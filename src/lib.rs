pub mod config;
pub mod helper;
pub mod listing;
pub mod middleware;
pub mod models;
pub mod routes;
pub mod setup;
use crate::helper::action_result::{parse_id, ActionError};
use crate::helper::admin_helpers;
use crate::helper::render_cache::RenderCache;
use crate::middleware::AdminAccess;
use crate::models::{PostInput, StoreInput};
use crate::routes::ListQuery;
use actix_web::{web, HttpResponse};
use redb::Database;
use serde_json::json;

pub fn config_admin_api(cfg: &mut web::ServiceConfig) {
    cfg.service(
        web::scope("/admin/api")
            .wrap(AdminAccess)
            .route("/stores", web::get().to(list_stores))
            .route("/stores", web::post().to(create_store))
            .route("/stores/tags", web::get().to(list_store_tags))
            .route("/stores/{id}", web::put().to(update_store))
            .route("/stores/{id}", web::delete().to(delete_store))
            .route("/posts", web::get().to(list_posts))
            .route("/posts", web::post().to(create_post))
            .route("/posts/{id}", web::put().to(update_post))
            .route("/posts/{id}", web::delete().to(delete_post))
            .route("/comments", web::get().to(list_comments))
            .route("/comments/{id}/delete", web::post().to(delete_comment))
            .route("/comments/{id}/restore", web::post().to(restore_comment)),
    );
}

// --- Stores ---

async fn list_stores(db: web::Data<Database>, query: web::Query<ListQuery>) -> Result<HttpResponse, ActionError> {
    let request = query.page_request()?;
    let stores = admin_helpers::get_stores_paginated(&db, request, query.search.as_deref())?;
    Ok(HttpResponse::Ok().json(json!({
        "success": true,
        "stores": stores.items,
        "pagination": stores.pagination,
    })))
}

async fn create_store(db: web::Data<Database>, input: web::Json<StoreInput>) -> Result<HttpResponse, ActionError> {
    let store = admin_helpers::create_store(&db, input.into_inner())?;
    Ok(HttpResponse::Created().json(json!({ "success": true, "store": store })))
}

async fn list_store_tags(db: web::Data<Database>) -> Result<HttpResponse, ActionError> {
    let tags = admin_helpers::get_store_tags(&db)?;
    Ok(HttpResponse::Ok().json(json!({ "success": true, "tags": tags })))
}

async fn update_store(
    id: web::Path<String>,
    db: web::Data<Database>,
    cache: web::Data<RenderCache>,
    input: web::Json<StoreInput>,
) -> Result<HttpResponse, ActionError> {
    let id = parse_id(&id, "store")?;
    let store = admin_helpers::update_store(&db, &cache, id, input.into_inner())?;
    Ok(HttpResponse::Ok().json(json!({ "success": true, "store": store })))
}

async fn delete_store(
    id: web::Path<String>,
    db: web::Data<Database>,
    cache: web::Data<RenderCache>,
) -> Result<HttpResponse, ActionError> {
    let id = parse_id(&id, "store")?;
    let store = admin_helpers::delete_store(&db, &cache, id)?;
    Ok(HttpResponse::Ok().json(json!({ "success": true, "store": store })))
}

// --- Posts ---

async fn list_posts(db: web::Data<Database>, query: web::Query<ListQuery>) -> Result<HttpResponse, ActionError> {
    let request = query.page_request()?;
    let posts = admin_helpers::get_posts_paginated(&db, request, query.search.as_deref(), query.category)?;
    Ok(HttpResponse::Ok().json(json!({
        "success": true,
        "posts": posts.items,
        "pagination": posts.pagination,
    })))
}

async fn create_post(
    db: web::Data<Database>,
    cache: web::Data<RenderCache>,
    input: web::Json<PostInput>,
) -> Result<HttpResponse, ActionError> {
    let post = admin_helpers::create_post(&db, &cache, input.into_inner())?;
    Ok(HttpResponse::Created().json(json!({ "success": true, "post": post })))
}

async fn update_post(
    id: web::Path<String>,
    db: web::Data<Database>,
    cache: web::Data<RenderCache>,
    input: web::Json<PostInput>,
) -> Result<HttpResponse, ActionError> {
    let id = parse_id(&id, "post")?;
    let post = admin_helpers::update_post(&db, &cache, id, input.into_inner())?;
    Ok(HttpResponse::Ok().json(json!({ "success": true, "post": post })))
}

async fn delete_post(
    id: web::Path<String>,
    db: web::Data<Database>,
    cache: web::Data<RenderCache>,
) -> Result<HttpResponse, ActionError> {
    let id = parse_id(&id, "post")?;
    let post = admin_helpers::delete_post(&db, &cache, id)?;
    Ok(HttpResponse::Ok().json(json!({ "success": true, "post": post })))
}

// --- Comments ---

async fn list_comments(db: web::Data<Database>, query: web::Query<ListQuery>) -> Result<HttpResponse, ActionError> {
    let request = query.page_request()?;
    let comments = admin_helpers::get_comments_paginated(&db, request, query.search.as_deref())?;
    Ok(HttpResponse::Ok().json(json!({
        "success": true,
        "comments": comments.items,
        "pagination": comments.pagination,
    })))
}

async fn delete_comment(
    id: web::Path<String>,
    db: web::Data<Database>,
    cache: web::Data<RenderCache>,
) -> Result<HttpResponse, ActionError> {
    let id = parse_id(&id, "comment")?;
    let comment = admin_helpers::delete_comment(&db, &cache, id)?;
    Ok(HttpResponse::Ok().json(json!({ "success": true, "comment": comment })))
}

async fn restore_comment(
    id: web::Path<String>,
    db: web::Data<Database>,
    cache: web::Data<RenderCache>,
) -> Result<HttpResponse, ActionError> {
    let id = parse_id(&id, "comment")?;
    let comment = admin_helpers::restore_comment(&db, &cache, id)?;
    Ok(HttpResponse::Ok().json(json!({ "success": true, "comment": comment })))
}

#####

• EXERCISE REQUIREMENTS
Scan the data above and copy every line with "pagination" in it.

• ANSWER BELOW
        "pagination": stores.pagination,
        "pagination": posts.pagination,
        "pagination": comments.pagination,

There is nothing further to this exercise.